Typically, when you create a form or UC, you add some controls here and there and move them around until you find a nice arrangement. But in the .designer.cs file, the controls are ordered by the order of their creation, and not by your logic how they belong together.
After finishing the creation of the form or UC, I reorder both the declarations (at the bottom of the file) and instantiations of the controls and their adding to the respective parent control (both in InitializeComponent()) until they are in the order that I want them to have. This makes it much easier to find them if you have to change a property of a control in the code.
And it also makes it easier for version control, because you may easily see what part of your form or UC was changed just by seeing the place (rather towards top or bottom of the file?) of the change in a file comparison view.
But changing the order in these 2 sections does not automatically change the order of all the parametrization code that comes after the instantiation part in InitializeComponent(). This will be done when you execute the solution to the OP's problem, which is described next.
If you work with rule #2, then you need to do the same finishing work that you need to do when you encounter the problem that the OP describes:
You have to force the designer to arrange controls in the order that they have in the declaration and instantiation.
This can be done in a quite simple way (which worked for me in 99% of the cases so far):
Save all files of the form or UC
open the designer view
move one of the controls (e.g. by selecting it and hitting 1x left arrow key)
optional: look at the .designer.cs file and/or save the form or UC
move the control back to have your intended design (e.g. by hitting 1x right arrow key)
save the form or UC
The designer will rewrite the whole .designer.cs file and your controls should now be in the "correct" order.
There are rare cases where this does not help. These include DataGridViewRows in embedded DataGridViews and embedded UserControls.
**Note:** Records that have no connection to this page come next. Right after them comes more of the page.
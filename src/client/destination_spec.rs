//! Destination descriptors
//!
//! Configuration names destinations with plain strings. They are parsed once
//! into [`DestinationSpec`]; nothing downstream looks at the string again.

use crate::core::{LoggerError, Result};
use std::fmt;
use std::path::PathBuf;
use std::str::FromStr;

pub const BROKER_SCHEME: &str = "nats://";

#[derive(Debug, Clone, PartialEq, Eq)]
pub enum DestinationSpec {
    Stdout,
    Stderr,
    File(PathBuf),
    Broker(String),
}

impl DestinationSpec {
    /// Parse every descriptor, splitting comma separated lists. Duplicates
    /// are kept; each one becomes its own destination.
    pub fn parse_all<S: AsRef<str>>(descriptors: &[S]) -> Result<Vec<Self>> {
        descriptors
            .iter()
            .flat_map(|d| d.as_ref().split(','))
            .map(str::parse)
            .collect()
    }

    pub fn is_console(&self) -> bool {
        matches!(self, DestinationSpec::Stdout | DestinationSpec::Stderr)
    }
}

impl FromStr for DestinationSpec {
    type Err = LoggerError;

    /// `stdout` and `stderr` match case-insensitively. `nats://` URIs are
    /// brokers. Everything else is a file path, absolute (`/var/log/app.log`)
    /// or relative to the working directory.
    fn from_str(s: &str) -> Result<Self> {
        let descriptor = s.trim();

        if descriptor.is_empty() {
            return Err(LoggerError::invalid_destination(s, "empty descriptor"));
        }
        if descriptor.eq_ignore_ascii_case("stdout") {
            return Ok(DestinationSpec::Stdout);
        }
        if descriptor.eq_ignore_ascii_case("stderr") {
            return Ok(DestinationSpec::Stderr);
        }
        if let Some(rest) = descriptor.strip_prefix(BROKER_SCHEME) {
            if rest.is_empty() {
                return Err(LoggerError::invalid_destination(s, "broker URI has no host"));
            }
            return Ok(DestinationSpec::Broker(descriptor.to_string()));
        }
        Ok(DestinationSpec::File(PathBuf::from(descriptor)))
    }
}

impl fmt::Display for DestinationSpec {
    fn fmt(&self, f: &mut fmt::Formatter<'_>) -> fmt::Result {
        match self {
            DestinationSpec::Stdout => f.write_str("stdout"),
            DestinationSpec::Stderr => f.write_str("stderr"),
            DestinationSpec::File(path) => write!(f, "{}", path.display()),
            DestinationSpec::Broker(uri) => f.write_str(uri),
        }
    }
}

#[cfg(test)]
mod tests {
    use super::*;

    #[test]
    fn test_literals_are_case_insensitive() {
        for input in ["stdout", "STDOUT", "StdOut"] {
            assert_eq!(input.parse::<DestinationSpec>().unwrap(), DestinationSpec::Stdout);
        }
        assert_eq!("STDERR".parse::<DestinationSpec>().unwrap(), DestinationSpec::Stderr);
    }

    #[test]
    fn test_file_and_broker() {
        assert_eq!(
            "/var/log/app.log".parse::<DestinationSpec>().unwrap(),
            DestinationSpec::File(PathBuf::from("/var/log/app.log"))
        );
        assert_eq!(
            "nats://127.0.0.1:4222".parse::<DestinationSpec>().unwrap(),
            DestinationSpec::Broker("nats://127.0.0.1:4222".to_string())
        );
    }

    #[test]
    fn test_broker_prefix_is_case_sensitive() {
        assert_eq!(
            "NATS://host".parse::<DestinationSpec>().unwrap(),
            DestinationSpec::File(PathBuf::from("NATS://host"))
        );
    }

    #[test]
    fn test_invalid_descriptors() {
        assert!(matches!(
            "  ".parse::<DestinationSpec>(),
            Err(LoggerError::InvalidDestination { .. })
        ));
        assert!("nats://".parse::<DestinationSpec>().is_err());
    }

    #[test]
    fn test_parse_all_splits_and_keeps_duplicates() {
        let specs = DestinationSpec::parse_all(&["stderr, /tmp/a.log", "stdout", "STDOUT"]).unwrap();
        assert_eq!(
            specs,
            vec![
                DestinationSpec::Stderr,
                DestinationSpec::File(PathBuf::from("/tmp/a.log")),
                DestinationSpec::Stdout,
                DestinationSpec::Stdout,
            ]
        );
    }

    #[test]
    fn test_display_round_trips() {
        let spec: DestinationSpec = "/tmp/x.log".parse().unwrap();
        assert_eq!(spec.to_string(), "/tmp/x.log");
        assert!(DestinationSpec::Stdout.is_console());
    }
}
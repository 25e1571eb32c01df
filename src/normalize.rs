//! Subject-safe normalization
//!
//! Broker subjects only tolerate a narrow alphabet. [`normalize`] keeps ASCII
//! letters and digits and rewrites every other byte as `Q` followed by its
//! two-digit uppercase hex value. `Q` itself is the escape marker, so it is
//! always escaped (`Q51`).

const UPPER_HEX: &[u8; 16] = b"0123456789ABCDEF";

#[inline]
fn passes_through(byte: u8) -> bool {
    byte.is_ascii_alphanumeric() && byte != b'Q'
}

/// Escape `input` into `[a-zA-PR-Z0-9]` plus `Q`-escapes.
///
/// ```
/// use fanout_log::normalize::normalize;
///
/// assert_eq!(normalize("host one"), "hostQ20one");
/// assert_eq!(normalize("web-1.example"), "webQ2D1Q2Eexample");
/// ```
pub fn normalize(input: &str) -> String {
    let mut out = String::with_capacity(input.len());
    for &byte in input.as_bytes() {
        if passes_through(byte) {
            out.push(byte as char);
        } else {
            out.push('Q');
            out.push(UPPER_HEX[(byte >> 4) as usize] as char);
            out.push(UPPER_HEX[(byte & 0x0f) as usize] as char);
        }
    }
    out
}

fn unhex(byte: u8) -> Option<u8> {
    match byte {
        b'0'..=b'9' => Some(byte - b'0'),
        b'a'..=b'f' => Some(byte - b'a' + 10),
        b'A'..=b'F' => Some(byte - b'A' + 10),
        _ => None,
    }
}

/// Reverse [`normalize`]. A `Q` not followed by two hex digits is kept as is.
/// Decoded bytes that do not form valid UTF-8 are replaced.
pub fn denormalize(input: &str) -> String {
    let bytes = input.as_bytes();
    let mut out = Vec::with_capacity(bytes.len());
    let mut i = 0;
    while i < bytes.len() {
        if bytes[i] == b'Q' {
            if let (Some(hi), Some(lo)) = (
                bytes.get(i + 1).copied().and_then(unhex),
                bytes.get(i + 2).copied().and_then(unhex),
            ) {
                out.push(hi << 4 | lo);
                i += 3;
                continue;
            }
        }
        out.push(bytes[i]);
        i += 1;
    }
    String::from_utf8_lossy(&out).into_owned()
}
In these cases I additionally do similar finishing work which includes adding and removing a button:
Save all files of the form or UC
open the designer view
add a button anywhere in the form or UC
optional: look at the .designer.cs file and/or save the form or UC
remove this button again
save the form or UC
The only way I know of to truely avoid this problem when using a merge style source control system such as subversion is to hand code the forms and not use the designer. Obviously, this would not be good because hand coding these forms can take a while.
The reason this happens is because the control properties are serialized by the designer in the order they are dropped on the form. Cutting and pasting can effect this order as well as moving a control so that it has a new parent (such as moving a control on to a panel when it was previously directly on the form).
I had this problem on a large project and had to imploy a rather ugly approach - diff the designer.cs files against the check-in target revision and manually merge them using a merge tool. This isn't ideal, but it is the only way I see this working consistently with svn or another merge style source control tool.
The other option would be to use a lock approach with source control, as others have pointed out, but this comes with unpleasant side effects as well.